**What is needed**:
Using the entries that follow, give only the number of lines with the word "portal" in them.

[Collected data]

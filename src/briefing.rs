//! Daily briefing — the once-a-day aggregate over tasks, agent health, and
//! the portal's business counters.
//!
//! Briefings are keyed by UTC calendar date and written with upsert
//! semantics: regenerating the same day replaces the row, so the manual
//! trigger and the scheduled job can both fire without duplicates.

use anyhow::Result;
use async_trait::async_trait;
use chrono::{DateTime, NaiveTime, Utc};
use serde::Serialize;
use sqlx::SqlitePool;
use std::sync::Arc;
use std::time::Duration;
use tokio::time::interval;
use tracing::{debug, info, warn};

use crate::health::HealthEvaluator;
use crate::lease::{CycleGate, CycleKind};
use crate::observability::CycleTimer;
use crate::scheduler::store::{TaskStatus, TaskStore};
use crate::storage::{with_timeout, Storage};

/// Counters owned by the surrounding portal (projects, leads, campaigns).
#[derive(Debug, Clone, Copy, Default)]
pub struct BusinessCounters {
    pub active_projects: i64,
    pub at_risk_projects: i64,
    pub new_leads: i64,
    pub active_campaigns: i64,
}

/// Seam to the out-of-scope system that owns the business counters.
#[async_trait]
pub trait MetricsSource: Send + Sync {
    async fn counters(&self) -> Result<BusinessCounters>;
}

/// Default source when no portal is attached: all zeros.
pub struct NullMetrics;

#[async_trait]
impl MetricsSource for NullMetrics {
    async fn counters(&self) -> Result<BusinessCounters> {
        Ok(BusinessCounters::default())
    }
}

/// One generated briefing.
#[derive(Debug, Clone, Serialize)]
#[serde(rename_all = "camelCase")]
pub struct DailyBriefing {
    /// UTC calendar date, `YYYY-MM-DD`.
    pub date: String,
    pub generated_at: i64,
    pub tasks_completed: i64,
    pub tasks_scheduled: i64,
    pub tasks_overdue: i64,
    pub active_projects: i64,
    pub at_risk_projects: i64,
    pub new_leads: i64,
    pub active_campaigns: i64,
    #[serde(skip_serializing_if = "Option::is_none")]
    pub health_score: Option<i64>,
    pub health_status: String,
    pub agents_online: i64,
    pub agents_total: i64,
    pub highlights: Vec<String>,
    pub concerns: Vec<String>,
    pub recommendations: Vec<String>,
    pub action_items: Vec<String>,
}

/// Raw row shape; the list columns hold JSON arrays as TEXT.
#[derive(Debug, Clone, sqlx::FromRow)]
struct BriefingRow {
    date: String,
    generated_at: i64,
    tasks_completed: i64,
    tasks_scheduled: i64,
    tasks_overdue: i64,
    active_projects: i64,
    at_risk_projects: i64,
    new_leads: i64,
    active_campaigns: i64,
    health_score: Option<i64>,
    health_status: String,
    agents_online: i64,
    agents_total: i64,
    highlights: String,
    concerns: String,
    recommendations: String,
    action_items: String,
}

fn parse_list(raw: &str) -> Vec<String> {
    serde_json::from_str(raw).unwrap_or_default()
}

impl BriefingRow {
    fn into_briefing(self) -> DailyBriefing {
        DailyBriefing {
            date: self.date,
            generated_at: self.generated_at,
            tasks_completed: self.tasks_completed,
            tasks_scheduled: self.tasks_scheduled,
            tasks_overdue: self.tasks_overdue,
            active_projects: self.active_projects,
            at_risk_projects: self.at_risk_projects,
            new_leads: self.new_leads,
            active_campaigns: self.active_campaigns,
            health_score: self.health_score,
            health_status: self.health_status,
            agents_online: self.agents_online,
            agents_total: self.agents_total,
            highlights: parse_list(&self.highlights),
            concerns: parse_list(&self.concerns),
            recommendations: parse_list(&self.recommendations),
            action_items: parse_list(&self.action_items),
        }
    }
}

/// Persistence for briefings — one row per date, last write wins.
#[derive(Clone)]
pub struct BriefingStore {
    pool: SqlitePool,
}

impl BriefingStore {
    pub fn new(pool: SqlitePool) -> Self {
        Self { pool }
    }

    /// Insert or replace the briefing for its date.
    pub async fn upsert(&self, briefing: &DailyBriefing) -> Result<()> {
        let highlights = serde_json::to_string(&briefing.highlights)?;
        let concerns = serde_json::to_string(&briefing.concerns)?;
        let recommendations = serde_json::to_string(&briefing.recommendations)?;
        let action_items = serde_json::to_string(&briefing.action_items)?;
        with_timeout(async {
            sqlx::query(
                "INSERT INTO daily_briefings
                   (date, generated_at, tasks_completed, tasks_scheduled, tasks_overdue,
                    active_projects, at_risk_projects, new_leads, active_campaigns,
                    health_score, health_status, agents_online, agents_total,
                    highlights, concerns, recommendations, action_items)
                 VALUES (?, ?, ?, ?, ?, ?, ?, ?, ?, ?, ?, ?, ?, ?, ?, ?, ?)
                 ON CONFLICT(date) DO UPDATE SET
                   generated_at = excluded.generated_at,
                   tasks_completed = excluded.tasks_completed,
                   tasks_scheduled = excluded.tasks_scheduled,
                   tasks_overdue = excluded.tasks_overdue,
                   active_projects = excluded.active_projects,
                   at_risk_projects = excluded.at_risk_projects,
                   new_leads = excluded.new_leads,
                   active_campaigns = excluded.active_campaigns,
                   health_score = excluded.health_score,
                   health_status = excluded.health_status,
                   agents_online = excluded.agents_online,
                   agents_total = excluded.agents_total,
                   highlights = excluded.highlights,
                   concerns = excluded.concerns,
                   recommendations = excluded.recommendations,
                   action_items = excluded.action_items",
            )
            .bind(&briefing.date)
            .bind(briefing.generated_at)
            .bind(briefing.tasks_completed)
            .bind(briefing.tasks_scheduled)
            .bind(briefing.tasks_overdue)
            .bind(briefing.active_projects)
            .bind(briefing.at_risk_projects)
            .bind(briefing.new_leads)
            .bind(briefing.active_campaigns)
            .bind(briefing.health_score)
            .bind(&briefing.health_status)
            .bind(briefing.agents_online)
            .bind(briefing.agents_total)
            .bind(&highlights)
            .bind(&concerns)
            .bind(&recommendations)
            .bind(&action_items)
            .execute(&self.pool)
            .await?;
            Ok(())
        })
        .await
    }

    /// Fetch the briefing stored for `date` (`YYYY-MM-DD`).
    pub async fn get(&self, date: &str) -> Result<Option<DailyBriefing>> {
        let row: Option<BriefingRow> =
            sqlx::query_as("SELECT * FROM daily_briefings WHERE date = ?")
                .bind(date)
                .fetch_optional(&self.pool)
                .await?;
        Ok(row.map(BriefingRow::into_briefing))
    }

    pub async fn count(&self) -> Result<u64> {
        let row: (i64,) = sqlx::query_as("SELECT COUNT(*) FROM daily_briefings")
            .fetch_one(&self.pool)
            .await?;
        Ok(row.0 as u64)
    }
}

/// Composes briefings from the evaluator, the task store, and the injected
/// business counters.
pub struct BriefingGenerator {
    evaluator: Arc<HealthEvaluator>,
    tasks: TaskStore,
    metrics: Arc<dyn MetricsSource>,
    store: BriefingStore,
}

impl BriefingGenerator {
    pub fn new(
        evaluator: Arc<HealthEvaluator>,
        tasks: TaskStore,
        metrics: Arc<dyn MetricsSource>,
        store: BriefingStore,
    ) -> Self {
        Self {
            evaluator,
            tasks,
            metrics,
            store,
        }
    }

    pub fn store(&self) -> &BriefingStore {
        &self.store
    }

    /// Compose the briefing for `now`'s UTC date without storing it.
    pub async fn generate_at(&self, now: DateTime<Utc>) -> Result<DailyBriefing> {
        let date = now.format("%Y-%m-%d").to_string();
        let day_start = now.date_naive().and_time(NaiveTime::MIN).and_utc().timestamp();
        let now_ts = now.timestamp();

        let report = self.evaluator.system_health_check_at(now).await;
        // Auxiliary input — never fail the briefing over it.
        let counters = match self.metrics.counters().await {
            Ok(c) => c,
            Err(e) => {
                warn!(err = %e, "business counters unavailable — using zeros");
                BusinessCounters::default()
            }
        };

        let tasks_completed = self.tasks.completed_since(day_start).await? as i64;
        let tasks_failed = self.tasks.failed_since(day_start).await? as i64;
        let tasks_scheduled = self.tasks.count_with_status(TaskStatus::Scheduled).await? as i64;
        let tasks_overdue = self.tasks.overdue_count(now_ts).await? as i64;

        let mut highlights = Vec::new();
        let mut concerns = Vec::new();
        let mut recommendations = Vec::new();
        let mut action_items = Vec::new();

        if report.total_agents > 0 && report.online_count == report.total_agents {
            highlights.push(format!("All {} agents responsive", report.total_agents));
        }
        if tasks_completed > 0 {
            highlights.push(format!("{tasks_completed} task(s) completed today"));
        }
        if counters.new_leads > 0 {
            highlights.push(format!("{} new lead(s) captured", counters.new_leads));
        }
        for agent in report.agents.iter().filter(|a| !a.is_responsive) {
            concerns.push(format!("Agent '{}' is unresponsive", agent.name));
            if agent.critical {
                action_items.push(format!("Restart critical agent '{}'", agent.name));
            }
        }
        if tasks_overdue > 0 {
            concerns.push(format!("{tasks_overdue} task(s) overdue"));
            recommendations.push("Review the task backlog and re-prioritize overdue work".to_string());
        }
        if tasks_failed > 0 {
            concerns.push(format!("{tasks_failed} task(s) failed today"));
            recommendations
                .push("Inspect failed task error messages before re-scheduling".to_string());
        }
        if counters.at_risk_projects > 0 {
            concerns.push(format!("{} project(s) at risk", counters.at_risk_projects));
        }
        if report.agents.iter().any(|a| a.critical && !a.is_responsive) {
            recommendations
                .push("Run a fallback recovery pass for unresponsive critical agents".to_string());
        }
        if highlights.is_empty() {
            highlights.push("Quiet day — no notable activity".to_string());
        }

        Ok(DailyBriefing {
            date,
            generated_at: now_ts,
            tasks_completed,
            tasks_scheduled,
            tasks_overdue,
            active_projects: counters.active_projects,
            at_risk_projects: counters.at_risk_projects,
            new_leads: counters.new_leads,
            active_campaigns: counters.active_campaigns,
            health_score: report.health_score.map(i64::from),
            health_status: report.status.clone(),
            agents_online: report.online_count as i64,
            agents_total: report.total_agents as i64,
            highlights,
            concerns,
            recommendations,
            action_items,
        })
    }

    /// Generate and upsert today's briefing. Safe to call repeatedly — the
    /// row for the date is replaced each time.
    pub async fn generate_and_store(&self) -> Result<DailyBriefing> {
        self.generate_and_store_at(Utc::now()).await
    }

    pub async fn generate_and_store_at(&self, now: DateTime<Utc>) -> Result<DailyBriefing> {
        let briefing = self.generate_at(now).await?;
        self.store.upsert(&briefing).await?;
        info!(date = %briefing.date, health = %briefing.health_status, "daily briefing stored");
        Ok(briefing)
    }
}

/// Thread-safe shared generator.
pub type SharedBriefingGenerator = Arc<BriefingGenerator>;

/// Daily background job: generate the briefing (first tick fires at startup,
/// so a restarted daemon refreshes today's row) and prune terminal tasks
/// past retention.
pub async fn run_briefing_job(
    generator: Arc<BriefingGenerator>,
    gate: Arc<CycleGate>,
    tasks: TaskStore,
    storage: Arc<Storage>,
    retain_days: u32,
) {
    let mut ticker = interval(Duration::from_secs(24 * 60 * 60));
    loop {
        ticker.tick().await;
        {
            let _lease = match gate.try_acquire(CycleKind::Briefing) {
                Ok(guard) => guard,
                Err(busy) => {
                    debug!(err = %busy, "briefing tick skipped");
                    continue;
                }
            };
            let timer = CycleTimer::start(CycleKind::Briefing);
            match generator.generate_and_store().await {
                Ok(briefing) => info!(date = %briefing.date, "briefing job complete"),
                Err(e) => warn!("briefing job error: {e}"),
            }
            timer.finish();
        }

        if retain_days > 0 {
            match tasks.prune_finished(retain_days).await {
                Ok(0) => {}
                Ok(n) => {
                    info!(pruned = n, "old finished tasks pruned");
                    let _ = storage.vacuum().await;
                }
                Err(e) => warn!("task prune error: {e}"),
            }
        }
    }
}
use thicket_dom::Tag;

use crate::error::TreeErrorKind;
use crate::parser::core::{Handled, InsertionMode, TreeConstructor};
use crate::tokenizer::Token;

impl TreeConstructor {
    /// Swap the current template insertion mode for `mode` and switch to it.
    fn retarget_template(&mut self, mode: InsertionMode) -> Handled {
        // "Pop the current template insertion mode off the stack of template
        // insertion modes. Push `mode` onto the stack of template insertion
        // modes so that it is the new current template insertion mode. Switch
        // the insertion mode to `mode`, and reprocess the token."
        let _ = self.template_insertion_modes.pop();
        self.template_insertion_modes.push(mode);
        self.insertion_mode = mode;
        Ok(false)
    }

    /// [§ 13.2.6.4.18 The "in template" insertion mode](https://html.spec.whatwg.org/multipage/parsing.html#parsing-main-intemplate)
    pub(in crate::parser) fn handle_in_template_mode(&mut self, token: &mut Token) -> Handled {
        match &*token {
            Token::Character(_) | Token::Comment(_) | Token::Doctype(_) => {
                self.process_using_mode(InsertionMode::InBody, token)
            }

            Token::StartTag(tag) => match tag.name.tag() {
                Tag::Base
                | Tag::Basefont
                | Tag::Bgsound
                | Tag::Link
                | Tag::Meta
                | Tag::Noframes
                | Tag::Script
                | Tag::Style
                | Tag::Template
                | Tag::Title => self.process_using_mode(InsertionMode::InHead, token),
                Tag::Caption | Tag::Colgroup | Tag::Tbody | Tag::Tfoot | Tag::Thead => {
                    self.retarget_template(InsertionMode::InTable)
                }
                Tag::Col => self.retarget_template(InsertionMode::InColumnGroup),
                Tag::Tr => self.retarget_template(InsertionMode::InTableBody),
                Tag::Td | Tag::Th => self.retarget_template(InsertionMode::InRow),
                // "Any other start tag"
                _ => self.retarget_template(InsertionMode::InBody),
            },

            Token::EndTag(tag) if tag.name == Tag::Template => {
                self.process_using_mode(InsertionMode::InHead, token)
            }
            // "Any other end tag: Parse error. Ignore the token."
            Token::EndTag(_) => {
                self.parse_error(TreeErrorKind::UnexpectedEndTag, token);
                Ok(true)
            }

            // "An end-of-file token"
            Token::EndOfFile => {
                // "If there is no template element on the stack of open elements,
                // then stop parsing. (fragment case)"
                if !self.template_on_stack() {
                    self.stop_parsing();
                    return Ok(true);
                }
                // "Otherwise, this is a parse error. Pop elements from the stack
                // of open elements until a template element has been popped from
                // the stack. Clear the list of active formatting elements up to
                // the last marker. Pop the current template insertion mode off
                // the stack of template insertion modes. Reset the insertion mode
                // appropriately. Reprocess the token."
                self.parse_error(TreeErrorKind::UnexpectedEof, token);
                self.pop_until(Tag::Template);
                self.clear_active_formatting_elements_to_last_marker();
                let _ = self.template_insertion_modes.pop();
                self.reset_insertion_mode_appropriately();
                Ok(false)
            }
        }
    }
}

**Response**:
3